**WHAT THE TASK REQUIRES**. Pull every line that includes the word "PartialEq" from the data.

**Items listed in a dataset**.

//! Classifier response grammar
//!
//! ```text
//! STORE: <ID> → <TYPE>
//! CREATE_FOLDER: <ID>
//! THEN_STORE: <TYPE>
//! ERROR: <TOKEN>
//! ```
//!
//! [`ClassifierResponse`]'s `Display` is the only producer of this text;
//! [`parse_response`] reverses it and tolerates the extra prose a language
//! model tends to wrap around it.

use intake_records::{DocumentType, StudentId};
use once_cell::sync::Lazy;
use regex::Regex;
use serde::Serialize;

static CREATE_RE: Lazy<Regex> = Lazy::new(|| {
    Regex::new(r"CREATE_FOLDER:\s*([A-Za-z0-9_-]+)\s+THEN_STORE:\s*([A-Za-z_-]+)")
        .expect("create pattern is a valid regex")
});

static STORE_RE: Lazy<Regex> = Lazy::new(|| {
    Regex::new(r"STORE:\s*([A-Za-z0-9_-]+)\s*(?:→|->)\s*([A-Za-z_-]+)")
        .expect("store pattern is a valid regex")
});

static ERROR_RE: Lazy<Regex> =
    Lazy::new(|| Regex::new(r"ERROR:\s*([A-Z_]+)").expect("error pattern is a valid regex"));

/// Error token carried by an `ERROR:` response
#[derive(Debug, Clone, PartialEq, Eq, Serialize)]
pub enum ErrorToken {
    /// Neither metadata nor filename yielded a student ID
    NoStudentId,
    /// Any other token
    Other(String),
}

impl ErrorToken {
    /// Token text as it appears after `ERROR:`
    #[must_use]
    pub fn as_str(&self) -> &str {
        match self {
            Self::NoStudentId => "NO_STUDENT_ID",
            Self::Other(token) => token,
        }
    }

    fn from_token(token: &str) -> Self {
        match token {
            "NO_STUDENT_ID" => Self::NoStudentId,
            other => Self::Other(other.to_string()),
        }
    }
}

impl std::fmt::Display for ErrorToken {
    fn fmt(&self, f: &mut std::fmt::Formatter<'_>) -> std::fmt::Result {
        f.write_str(self.as_str())
    }
}

/// Structured classifier decision
#[derive(Debug, Clone, PartialEq, Eq)]
pub enum ClassifierResponse {
    /// Folder exists; file it
    Store {
        student_id: StudentId,
        document_type: DocumentType,
    },
    /// Folder is missing; create it, then file
    CreateFolderThenStore {
        student_id: StudentId,
        document_type: DocumentType,
    },
    /// No decision possible
    Error(ErrorToken),
}

impl ClassifierResponse {
    /// Build a store-or-create decision from folder existence
    #[must_use]
    pub fn decide(student_id: StudentId, document_type: DocumentType, folder_exists: bool) -> Self {
        if folder_exists {
            Self::Store {
                student_id,
                document_type,
            }
        } else {
            Self::CreateFolderThenStore {
                student_id,
                document_type,
            }
        }
    }

    /// Student ID, unless this is an error
    #[must_use]
    pub fn student_id(&self) -> Option<&StudentId> {
        match self {
            Self::Store { student_id, .. } | Self::CreateFolderThenStore { student_id, .. } => {
                Some(student_id)
            }
            Self::Error(_) => None,
        }
    }

    /// Document type, unless this is an error
    #[must_use]
    pub fn document_type(&self) -> Option<DocumentType> {
        match self {
            Self::Store { document_type, .. }
            | Self::CreateFolderThenStore { document_type, .. } => Some(*document_type),
            Self::Error(_) => None,
        }
    }

    /// Whether the decision asks for a new folder
    #[inline]
    #[must_use]
    pub fn creates_folder(&self) -> bool {
        matches!(self, Self::CreateFolderThenStore { .. })
    }

    /// Short action name (`store`, `createFolderThenStore`, `error`)
    #[must_use]
    pub fn action(&self) -> &'static str {
        match self {
            Self::Store { .. } => "store",
            Self::CreateFolderThenStore { .. } => "createFolderThenStore",
            Self::Error(_) => "error",
        }
    }
}

impl std::fmt::Display for ClassifierResponse {
    fn fmt(&self, f: &mut std::fmt::Formatter<'_>) -> std::fmt::Result {
        match self {
            Self::Store {
                student_id,
                document_type,
            } => write!(f, "STORE: {student_id} → {document_type}"),
            Self::CreateFolderThenStore {
                student_id,
                document_type,
            } => write!(f, "CREATE_FOLDER: {student_id}\nTHEN_STORE: {document_type}"),
            Self::Error(token) => write!(f, "ERROR: {token}"),
        }
    }
}

/// Parse response text back into a decision
///
/// Returns `None` for anything that does not follow the grammar, including
/// unknown document types and malformed IDs.
#[must_use]
pub fn parse_response(text: &str) -> Option<ClassifierResponse> {
    if let Some(caps) = CREATE_RE.captures(text) {
        let (student_id, document_type) = decode(&caps[1], &caps[2])?;
        return Some(ClassifierResponse::CreateFolderThenStore {
            student_id,
            document_type,
        });
    }
    if let Some(caps) = STORE_RE.captures(text) {
        let (student_id, document_type) = decode(&caps[1], &caps[2])?;
        return Some(ClassifierResponse::Store {
            student_id,
            document_type,
        });
    }
    ERROR_RE
        .captures(text)
        .map(|caps| ClassifierResponse::Error(ErrorToken::from_token(&caps[1])))
}

fn decode(raw_id: &str, raw_type: &str) -> Option<(StudentId, DocumentType)> {
    let student_id = StudentId::new(raw_id).ok()?;
    let document_type = raw_type.parse().ok()?;
    Some((student_id, document_type))
}

#[cfg(test)]
mod tests {
    use super::*;

    fn id(raw: &str) -> StudentId {
        StudentId::new(raw).unwrap()
    }

    #[test]
    fn store_format() {
        let response = ClassifierResponse::decide(id("ST102"), DocumentType::Assignment, true);
        assert_eq!(response.to_string(), "STORE: ST102 → assignment");
        assert_eq!(response.action(), "store");
    }

    #[test]
    fn create_format() {
        let response = ClassifierResponse::decide(id("ST105"), DocumentType::FeeReceipt, false);
        assert_eq!(
            response.to_string(),
            "CREATE_FOLDER: ST105\nTHEN_STORE: feeReceipt"
        );
        assert!(response.creates_folder());
    }

    #[test]
    fn error_format() {
        let response = ClassifierResponse::Error(ErrorToken::NoStudentId);
        assert_eq!(response.to_string(), "ERROR: NO_STUDENT_ID");
        assert!(response.student_id().is_none());
    }

    #[test]
    fn parse_accepts_ascii_arrow_and_chatter() {
        let text = "Sure! Here is the decision:\nSTORE: st7 -> idCard\nThanks.";
        let parsed = parse_response(text).unwrap();
        assert_eq!(
            parsed,
            ClassifierResponse::Store {
                student_id: id("ST7"),
                document_type: DocumentType::IdCard
            }
        );
    }

    #[test]
    fn parse_create_on_one_line() {
        let parsed = parse_response("CREATE_FOLDER: ST1 THEN_STORE: certificate").unwrap();
        assert!(parsed.creates_folder());
        assert_eq!(parsed.document_type(), Some(DocumentType::Certificate));
    }

    #[test]
    fn parse_error_tokens() {
        assert_eq!(
            parse_response("ERROR: NO_STUDENT_ID"),
            Some(ClassifierResponse::Error(ErrorToken::NoStudentId))
        );
        assert_eq!(
            parse_response("ERROR: QUOTA"),
            Some(ClassifierResponse::Error(ErrorToken::Other("QUOTA".into())))
        );
    }

    #[test]
    fn malformed_text_is_a_null_action() {
        assert_eq!(parse_response(""), None);
        assert_eq!(parse_response("STORE ST1 assignment"), None);
        assert_eq!(parse_response("STORE: ST1 → homework"), None);
        assert_eq!(parse_response("THEN_STORE: assignment"), None);
    }
}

**ANSWER TO THIS EXERCISE**.
#[derive(Debug, Clone, PartialEq, Eq, Serialize)]
#[derive(Debug, Clone, PartialEq, Eq)]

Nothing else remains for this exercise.